To compare the effectiveness of chest compressions, performed on a bed during 2 min of CPR, among three different rescuer positions: standing, on a footstool, or kneeling on the bed.
We performed a crossover randomized simulation trial. Participants were recruited from among students in the Department of Paramedics from July to August 2011. Thirty-eight participants were enrolled, and they performed chest compressions on a mannequin for 2 min in each of the three different positions, with a 1-week interval between each position.
The number of adequate compressions (depth > 50 mm) and the mean compression depth were significantly greater in the kneeling and footstool positions than in the standing position, but there was no significant difference between the kneeling and footstool positions. There were no significant differences in the compression rate, the percentage of correctly released compressions, and the percentage of compressions performed using the correct hand position among the three rescuer positions.
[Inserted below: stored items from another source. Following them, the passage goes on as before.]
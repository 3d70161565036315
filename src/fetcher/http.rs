//! HTTP manifest source backed by the public storage endpoint.

use super::wire::DayIndexDoc;
use super::{FetchError, ManifestSource, Result};
use crate::config::FetchConfig;
use crate::model::DayKey;
use async_trait::async_trait;
use reqwest::Client;
use tracing::{debug, warn};
use url::Url;

/// Fetches day index documents over HTTP from the storage web endpoint.
pub struct HttpManifestSource {
    client: Client,
    base_url: Url,
}

impl HttpManifestSource {
    pub fn new(base_url: &str, fetch: &FetchConfig) -> Result<Self> {
        // A trailing slash keeps Url::join from eating the last path segment.
        let normalized = format!("{}/", base_url.trim_end_matches('/'));
        let base_url =
            Url::parse(&normalized).map_err(|e| FetchError::Request(e.to_string()))?;

        let client = Client::builder()
            .connect_timeout(fetch.connect_timeout())
            .timeout(fetch.request_timeout())
            .user_agent(&fetch.user_agent)
            .build()
            .map_err(|e| FetchError::Request(e.to_string()))?;

        Ok(Self { client, base_url })
    }

    /// URL of the index document for one day.
    pub fn index_url(&self, day: DayKey) -> Url {
        self.base_url
            .join(&format!("{}/index.json", day.storage_prefix()))
            .expect("day prefix is a valid relative path")
    }
}

#[async_trait]
impl ManifestSource for HttpManifestSource {
    async fn fetch(&self, day: DayKey) -> Result<DayIndexDoc> {
        let url = self.index_url(day);
        debug!(%day, %url, "Fetching day index");

        let response = self
            .client
            .get(url.clone())
            .send()
            .await
            .map_err(|e| FetchError::Request(e.to_string()))?;

        let status = response.status();
        if !status.is_success() {
            return Err(FetchError::Status {
                status: status.as_u16(),
                url: url.to_string(),
            });
        }

        // The blob host occasionally serves indexes with a stale content
        // type; that is worth a warning but not a failure.
        let is_json = response
            .headers()
            .get(reqwest::header::CONTENT_TYPE)
            .and_then(|value| value.to_str().ok())
            .and_then(|value| value.parse::<mime::Mime>().ok())
            .is_some_and(|m| m.subtype() == mime::JSON || m.suffix() == Some(mime::JSON));
        if !is_json {
            warn!(%url, "Index served with a non-JSON content type");
        }

        response
            .json::<DayIndexDoc>()
            .await
            .map_err(|e| FetchError::Decode(e.to_string()))
    }
}

#[cfg(test)]
mod tests {
    use super::*;

    #[test]
    fn test_index_url_layout() {
        let source = HttpManifestSource::new(
            "https://cams.example.net",
            &FetchConfig::default(),
        )
        .unwrap();

        let day: DayKey = "2026-08-05".parse().unwrap();
        assert_eq!(
            source.index_url(day).as_str(),
            "https://cams.example.net/2026/08/05/index.json"
        );
    }

    #[test]
    fn test_base_url_trailing_slash_is_normalized() {
        let source = HttpManifestSource::new(
            "https://cams.example.net/snaps/",
            &FetchConfig::default(),
        )
        .unwrap();

        let day: DayKey = "2026-08-05".parse().unwrap();
        assert_eq!(
            source.index_url(day).as_str(),
            "https://cams.example.net/snaps/2026/08/05/index.json"
        );
    }

    #[test]
    fn test_rejects_unparseable_base_url() {
        assert!(HttpManifestSource::new("not a url", &FetchConfig::default()).is_err());
    }
}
The mean compression depth and the number of adequate compressions were greater for both the kneeling and footstool positions than for the standing position during 2 min of CPR. We recommend kneeling on a bed or standing on a footstool as the rescuer positions during hospital CPR on a bed.
心肺复苏术(CPR)中胸外按压的效果受施救者相对于患者的位置影响。在医院里,胸外按压通常是在患者躺在病床上时,施救者站在床边进行。
比较在对躺在病床上的患者进行2分钟心肺复苏时,三种不同施救者位置(站立、站在脚凳上、跪在床边)下胸外按压的效果。
我们进行了一项交叉随机模拟试验。参与者于2011年7月至8月从护理系学生中招募。共招募了38名参与者,他们在三种不同位置分别对人体模型进行2分钟的胸外按压,每个位置之间间隔1周。
跪姿和站在脚凳上时的有效按压次数(深度>50毫米)和平均按压深度显著高于站立姿势,但跪姿和站在脚凳上的姿势之间没有显著差异。三种施救者位置在按压频率、正确放松按压的百分比以及使用正确手部位置进行按压的百分比方面没有显著差异。
在对躺在病床上的患者进行2分钟心肺复苏时,跪姿和站在脚凳上的平均按压深度和有效按压次数均高于站立姿势。我们建议在医院对躺在病床上的患者进行心肺复苏时,采用跪在床边或站在脚凳上的施救者位置。